DATASET CONTENT:
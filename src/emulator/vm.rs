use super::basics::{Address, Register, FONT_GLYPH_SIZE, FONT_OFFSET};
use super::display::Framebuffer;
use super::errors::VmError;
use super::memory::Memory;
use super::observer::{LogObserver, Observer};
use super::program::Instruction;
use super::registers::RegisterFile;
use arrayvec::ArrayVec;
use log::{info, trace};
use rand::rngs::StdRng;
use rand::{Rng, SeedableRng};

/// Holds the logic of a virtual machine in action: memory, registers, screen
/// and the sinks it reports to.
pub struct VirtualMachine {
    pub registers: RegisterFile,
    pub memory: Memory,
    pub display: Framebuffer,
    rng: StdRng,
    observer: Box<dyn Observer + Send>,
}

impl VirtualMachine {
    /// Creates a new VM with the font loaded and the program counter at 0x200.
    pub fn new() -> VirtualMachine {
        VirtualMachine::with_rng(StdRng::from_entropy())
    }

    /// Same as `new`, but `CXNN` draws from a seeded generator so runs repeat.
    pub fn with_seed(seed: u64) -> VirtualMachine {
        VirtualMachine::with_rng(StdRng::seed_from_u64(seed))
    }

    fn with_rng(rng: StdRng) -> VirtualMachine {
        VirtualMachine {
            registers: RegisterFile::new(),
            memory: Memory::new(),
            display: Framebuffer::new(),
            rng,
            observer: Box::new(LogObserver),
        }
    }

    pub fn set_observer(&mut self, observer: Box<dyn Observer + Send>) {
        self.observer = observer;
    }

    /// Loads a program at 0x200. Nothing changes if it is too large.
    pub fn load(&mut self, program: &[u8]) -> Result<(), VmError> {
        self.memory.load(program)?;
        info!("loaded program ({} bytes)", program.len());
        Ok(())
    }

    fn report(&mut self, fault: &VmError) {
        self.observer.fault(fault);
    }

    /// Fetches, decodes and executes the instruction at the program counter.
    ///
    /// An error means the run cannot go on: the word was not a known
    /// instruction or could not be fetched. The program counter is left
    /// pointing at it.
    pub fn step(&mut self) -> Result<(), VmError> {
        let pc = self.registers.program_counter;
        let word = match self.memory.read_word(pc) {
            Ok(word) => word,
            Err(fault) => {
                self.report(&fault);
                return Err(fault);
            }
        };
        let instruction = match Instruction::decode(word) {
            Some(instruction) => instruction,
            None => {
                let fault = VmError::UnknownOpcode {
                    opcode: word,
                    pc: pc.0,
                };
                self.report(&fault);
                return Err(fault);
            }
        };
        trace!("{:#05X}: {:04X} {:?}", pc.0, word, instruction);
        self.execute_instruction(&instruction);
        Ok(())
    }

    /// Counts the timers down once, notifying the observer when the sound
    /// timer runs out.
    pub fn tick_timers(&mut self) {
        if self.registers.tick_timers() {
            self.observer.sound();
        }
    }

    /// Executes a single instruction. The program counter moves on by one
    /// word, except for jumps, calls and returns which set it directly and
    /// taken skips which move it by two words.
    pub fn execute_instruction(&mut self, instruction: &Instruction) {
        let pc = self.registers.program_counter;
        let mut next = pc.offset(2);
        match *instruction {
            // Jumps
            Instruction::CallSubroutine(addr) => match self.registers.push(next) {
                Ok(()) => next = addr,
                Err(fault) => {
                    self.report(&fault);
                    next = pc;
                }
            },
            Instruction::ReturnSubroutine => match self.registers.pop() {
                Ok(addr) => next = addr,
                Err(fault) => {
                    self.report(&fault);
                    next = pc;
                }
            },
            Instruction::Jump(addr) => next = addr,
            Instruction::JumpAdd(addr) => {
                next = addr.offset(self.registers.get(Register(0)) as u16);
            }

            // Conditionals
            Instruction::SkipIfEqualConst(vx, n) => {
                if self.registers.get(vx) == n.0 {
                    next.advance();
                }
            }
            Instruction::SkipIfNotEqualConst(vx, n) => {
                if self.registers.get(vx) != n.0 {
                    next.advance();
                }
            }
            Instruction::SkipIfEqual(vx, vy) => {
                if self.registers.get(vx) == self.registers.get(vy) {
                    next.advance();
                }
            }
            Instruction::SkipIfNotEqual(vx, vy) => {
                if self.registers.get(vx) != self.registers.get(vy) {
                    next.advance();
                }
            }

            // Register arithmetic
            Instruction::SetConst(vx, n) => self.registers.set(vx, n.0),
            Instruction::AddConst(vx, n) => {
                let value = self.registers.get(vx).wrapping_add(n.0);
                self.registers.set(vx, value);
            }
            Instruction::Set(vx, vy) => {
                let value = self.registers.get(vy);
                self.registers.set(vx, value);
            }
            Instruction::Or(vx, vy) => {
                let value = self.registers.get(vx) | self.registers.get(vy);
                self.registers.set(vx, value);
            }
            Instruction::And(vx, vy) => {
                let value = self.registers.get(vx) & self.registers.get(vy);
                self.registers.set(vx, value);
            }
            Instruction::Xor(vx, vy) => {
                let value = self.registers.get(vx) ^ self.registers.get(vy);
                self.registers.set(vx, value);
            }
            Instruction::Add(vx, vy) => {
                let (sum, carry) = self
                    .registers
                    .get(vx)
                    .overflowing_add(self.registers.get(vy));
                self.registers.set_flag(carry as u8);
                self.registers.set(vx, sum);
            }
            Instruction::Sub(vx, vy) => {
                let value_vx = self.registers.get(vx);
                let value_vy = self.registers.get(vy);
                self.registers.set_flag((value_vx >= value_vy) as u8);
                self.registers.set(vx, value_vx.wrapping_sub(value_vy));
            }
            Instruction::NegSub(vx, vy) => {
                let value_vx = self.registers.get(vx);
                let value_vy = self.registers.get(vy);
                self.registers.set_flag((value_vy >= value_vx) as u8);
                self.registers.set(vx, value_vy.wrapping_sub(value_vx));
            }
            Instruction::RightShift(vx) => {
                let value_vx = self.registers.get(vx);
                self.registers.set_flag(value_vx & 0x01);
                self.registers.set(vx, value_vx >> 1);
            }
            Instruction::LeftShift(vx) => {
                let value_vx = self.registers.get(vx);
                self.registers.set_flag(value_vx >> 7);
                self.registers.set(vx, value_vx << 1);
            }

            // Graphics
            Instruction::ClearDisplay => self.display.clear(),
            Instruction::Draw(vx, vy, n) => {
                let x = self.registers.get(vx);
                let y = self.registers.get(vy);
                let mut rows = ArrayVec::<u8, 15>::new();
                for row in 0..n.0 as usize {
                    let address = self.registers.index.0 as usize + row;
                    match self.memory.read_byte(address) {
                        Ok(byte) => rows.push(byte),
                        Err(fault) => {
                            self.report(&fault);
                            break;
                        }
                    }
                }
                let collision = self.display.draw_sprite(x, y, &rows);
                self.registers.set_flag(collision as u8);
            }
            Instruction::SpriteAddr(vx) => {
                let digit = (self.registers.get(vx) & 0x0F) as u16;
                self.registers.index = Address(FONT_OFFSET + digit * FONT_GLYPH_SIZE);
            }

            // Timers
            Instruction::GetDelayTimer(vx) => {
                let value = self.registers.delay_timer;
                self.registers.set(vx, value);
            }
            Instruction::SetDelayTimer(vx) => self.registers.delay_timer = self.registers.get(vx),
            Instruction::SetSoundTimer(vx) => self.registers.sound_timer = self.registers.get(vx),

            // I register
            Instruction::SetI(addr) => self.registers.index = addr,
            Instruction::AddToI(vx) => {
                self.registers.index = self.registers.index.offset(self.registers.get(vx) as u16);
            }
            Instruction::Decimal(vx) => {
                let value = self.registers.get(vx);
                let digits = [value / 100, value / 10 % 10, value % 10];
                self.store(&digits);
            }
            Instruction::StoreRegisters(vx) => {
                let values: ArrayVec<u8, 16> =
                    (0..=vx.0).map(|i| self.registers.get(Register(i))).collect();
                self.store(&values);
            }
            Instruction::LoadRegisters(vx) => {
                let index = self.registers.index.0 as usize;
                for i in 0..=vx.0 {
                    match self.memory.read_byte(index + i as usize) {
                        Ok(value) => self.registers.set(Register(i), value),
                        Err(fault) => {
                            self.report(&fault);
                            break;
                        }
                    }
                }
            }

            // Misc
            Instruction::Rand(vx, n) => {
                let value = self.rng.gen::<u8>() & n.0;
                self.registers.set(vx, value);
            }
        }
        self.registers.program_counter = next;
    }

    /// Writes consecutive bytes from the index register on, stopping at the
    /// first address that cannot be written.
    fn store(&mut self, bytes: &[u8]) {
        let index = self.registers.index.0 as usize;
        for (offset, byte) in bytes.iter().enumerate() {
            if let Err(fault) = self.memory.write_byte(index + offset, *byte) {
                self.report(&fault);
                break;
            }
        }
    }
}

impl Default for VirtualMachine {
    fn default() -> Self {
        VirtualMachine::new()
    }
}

AIM OF THE EXERCISE: Find the lines above that hold "super", then copy each of them.

EXERCISE OUTPUT:
use super::basics::{Address, Register, FONT_GLYPH_SIZE, FONT_OFFSET};
use super::display::Framebuffer;
use super::errors::VmError;
use super::memory::Memory;
use super::observer::{LogObserver, Observer};
use super::program::Instruction;
use super::registers::RegisterFile;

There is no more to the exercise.